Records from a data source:
========================================================================

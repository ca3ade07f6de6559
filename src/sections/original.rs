use std::f32::consts::PI;

use glam::{Vec2, Vec3};

use crate::animation::{Ease, Playhead, Position, Timeline, TweenValue};
use crate::math::rect::Rect;
use crate::media::{Assets, MediaClip};
use crate::rendering::layer::Layer;
use crate::scene_graph::light::Light;
use crate::scene_graph::scene::Scene;
use crate::scroll::{Placement, Scrub, ScrollTrigger, SectionSlot};
use crate::sections::rig::{FlavorRig, Pose, PoseKey};
use crate::sections::text_panel::{accent, plain, PanelCopy, TextPanel};
use crate::sections::{slot_bounds, vh, FrameContext, PageRequest, Section};

const BACKDROP_Z: i32 = -10;
const CANVAS_Z: i32 = 5;

const COPY: PanelCopy = PanelCopy {
    id: "original",
    title: &[plain("Red Bull "), accent("Original")],
    main: &[
        plain("Le goût "),
        accent("iconique"),
        plain(" qui donne des ailes depuis 1987"),
    ],
    description: &[
        plain("Taurine, caféine et vitamines B pour un "),
        accent("coup de fouet"),
        plain(" à tout moment de la journée"),
    ],
    cta: "En savoir plus",
    accent: 0xff3b3b,
};

/// The first flavor: the can turns to face the viewer over a planet
/// backdrop while the section scrolls by.
pub struct Original {
    slot: SectionSlot,
    backdrop: MediaClip,
    rig: FlavorRig,
    timeline: Timeline<PoseKey>,
    trigger: ScrollTrigger,
    canvas_fade: Playhead,
    panel: TextPanel,
}

impl Original {
    pub fn new(assets: &Assets) -> anyhow::Result<Self> {
        let mut rig = FlavorRig::load(
            assets,
            "original",
            Pose::new(Vec3::new(0.0, 0.0, 4.3), Vec3::new(0.0, PI, 0.0)),
        );
        add_lights(&mut rig.scene);

        let timeline = Timeline::new()
            .to(
                &[
                    (PoseKey::Z, TweenValue::To(4.83)),
                    (PoseKey::Y, TweenValue::To(-0.09)),
                ],
                1.0,
                Ease::POWER2_IN_OUT,
                Position::Append,
            )
            .to(
                &[(PoseKey::RotY, TweenValue::To(0.0))],
                1.0,
                Ease::POWER2_IN_OUT,
                Position::WithPrevious,
            );

        let trigger = ScrollTrigger::new("top top", "+=200%")?
            .with_scrub(Scrub::Immediate)
            .with_toggle_actions("play none none reverse".parse()?);

        Ok(Self {
            slot: SectionSlot {
                index: 0,
                top: 0.0,
                height: 0.0,
            },
            backdrop: assets.clip("video/planete"),
            rig,
            timeline,
            trigger,
            canvas_fade: Playhead::new(0.5),
            panel: TextPanel::new(COPY)?,
        })
    }

    fn frame(&self, ctx: &FrameContext) -> Rect {
        Placement::Sticky.place(Rect::from_size(ctx.viewport), &self.slot, ctx.scroll)
    }

    /// The planet stays behind everything below the hero once this section
    /// scrolls into view.
    fn backdrop_visible(&self, ctx: &FrameContext) -> bool {
        ctx.scroll + ctx.viewport.y > self.slot.top
    }
}

fn add_lights(scene: &mut Scene) {
    scene.add_light(Light::ambient(0xffffff, 0.3));
    scene.add_light(Light::directional(0xffffff, 1.0, Vec3::new(-150.0, 1.0, 4.83)));
    scene.add_light(Light::directional(0xffffff, 0.3, Vec3::new(-4.0, 3.0, 8.0)));
}

impl Section for Original {
    fn name(&self) -> &'static str {
        "original"
    }

    fn height(&self, viewport: Vec2) -> f32 {
        vh(viewport, 2.0)
    }

    fn mount(&mut self, slot: &SectionSlot, viewport: Vec2) -> anyhow::Result<()> {
        self.slot = slot.clone();
        self.trigger.refresh(slot_bounds(slot), viewport.y);
        self.panel.refresh(slot_bounds(slot), viewport.y);
        Ok(())
    }

    fn update(&mut self, ctx: &FrameContext) {
        for event in self.trigger.update(ctx.scroll, ctx.dt) {
            self.canvas_fade
                .apply(self.trigger.toggle_actions().action_for(event));
        }
        self.canvas_fade.update(ctx.dt);

        self.timeline
            .set_progress(&mut self.rig.pose, self.trigger.progress());
        self.rig.apply(ctx.time);

        self.panel.update(ctx);
    }

    fn layers<'a>(&'a self, ctx: &FrameContext, out: &mut Vec<Layer<'a>>) {
        let screen = Rect::from_size(ctx.viewport);

        if self.backdrop_visible(ctx) {
            out.push(
                Layer::media(BACKDROP_Z, screen, &self.backdrop, ctx.time).with_brightness(0.6),
            );
        }

        if self.slot.is_visible(ctx.scroll, ctx.viewport) {
            out.push(
                Layer::scene(CANVAS_Z, screen, &self.rig.scene, &self.rig.camera)
                    .with_opacity(self.canvas_fade.progress()),
            );
        }
    }

    fn draw_ui(&mut self, ui: &imgui::Ui, ctx: &FrameContext) -> Option<PageRequest> {
        if self.slot.is_visible(ctx.scroll, ctx.viewport) {
            let frame = self.frame(ctx);
            self.panel.draw(ui, frame, ctx);
        }
        None
    }

    fn scenes_mut(&mut self) -> Vec<&mut Scene> {
        vec![&mut self.rig.scene]
    }

    fn clips_mut(&mut self) -> Vec<&mut MediaClip> {
        vec![&mut self.backdrop]
    }

    fn triggers(&self) -> Vec<(&'static str, &ScrollTrigger)> {
        vec![
            ("original can", &self.trigger),
            ("original text", self.panel.trigger()),
        ]
    }
}

#[cfg(test)]
mod tests {
    use super::*;
    use crate::media::MediaOptions;
    use crate::scroll::PageLayout;

    const VIEWPORT: Vec2 = Vec2::new(1280.0, 800.0);

    fn mounted() -> Original {
        let assets = Assets::new("does/not/exist", MediaOptions::default());
        let mut original = Original::new(&assets).unwrap();
        let layout = PageLayout::stack([VIEWPORT.y, original.height(VIEWPORT)], VIEWPORT);
        original.mount(&layout.slots()[1], VIEWPORT).unwrap();
        original
    }

    fn step(original: &mut Original, scroll: f32, frames: usize) {
        for frame in 0..frames {
            original.update(&FrameContext {
                time: frame as f32 / 60.0,
                dt: 1.0 / 60.0,
                scroll,
                viewport: VIEWPORT,
                ..Default::default()
            });
        }
    }

    #[test]
    fn can_turns_around_over_two_viewports() {
        let mut original = mounted();
        assert_eq!(original.trigger.start(), 800.0);
        assert_eq!(original.trigger.end(), 2400.0);

        step(&mut original, 0.0, 1);
        assert_eq!(original.rig.pose.position, Vec3::new(0.0, 0.0, 4.3));
        assert_eq!(original.rig.pose.rotation.y, PI);

        step(&mut original, 1600.0, 1);
        assert!((original.rig.pose.position.z - (4.3 + 4.83) / 2.0).abs() < 1e-4);
        assert!((original.rig.pose.rotation.y - PI / 2.0).abs() < 1e-4);

        step(&mut original, 2400.0, 1);
        assert!((original.rig.pose.position.z - 4.83).abs() < 1e-5);
        assert!((original.rig.pose.position.y + 0.09).abs() < 1e-5);
        assert_eq!(original.rig.pose.rotation.y, 0.0);
    }

    #[test]
    fn canvas_fades_in_on_enter_and_out_on_leave_back() {
        let mut original = mounted();
        step(&mut original, 900.0, 60);
        assert_eq!(original.canvas_fade.progress(), 1.0);

        step(&mut original, 3000.0, 60);
        assert_eq!(original.canvas_fade.progress(), 1.0);

        step(&mut original, 100.0, 60);
        assert_eq!(original.canvas_fade.progress(), 0.0);
    }

    #[test]
    fn backdrop_is_dimmed_behind_everything() {
        let mut original = mounted();
        step(&mut original, 900.0, 1);

        let ctx = FrameContext {
            scroll: 900.0,
            viewport: VIEWPORT,
            ..Default::default()
        };
        let mut layers = Vec::new();
        original.layers(&ctx, &mut layers);

        assert_eq!(layers.len(), 2);
        assert_eq!(layers[0].z, BACKDROP_Z);
        assert_eq!(layers[0].brightness, 0.6);
        assert_eq!(layers[1].z, CANVAS_Z);
    }
}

========================================================================

Work through the data above and give the number of lines in which "PanelCopy" appears; add nothing else.

Answer to this task:
2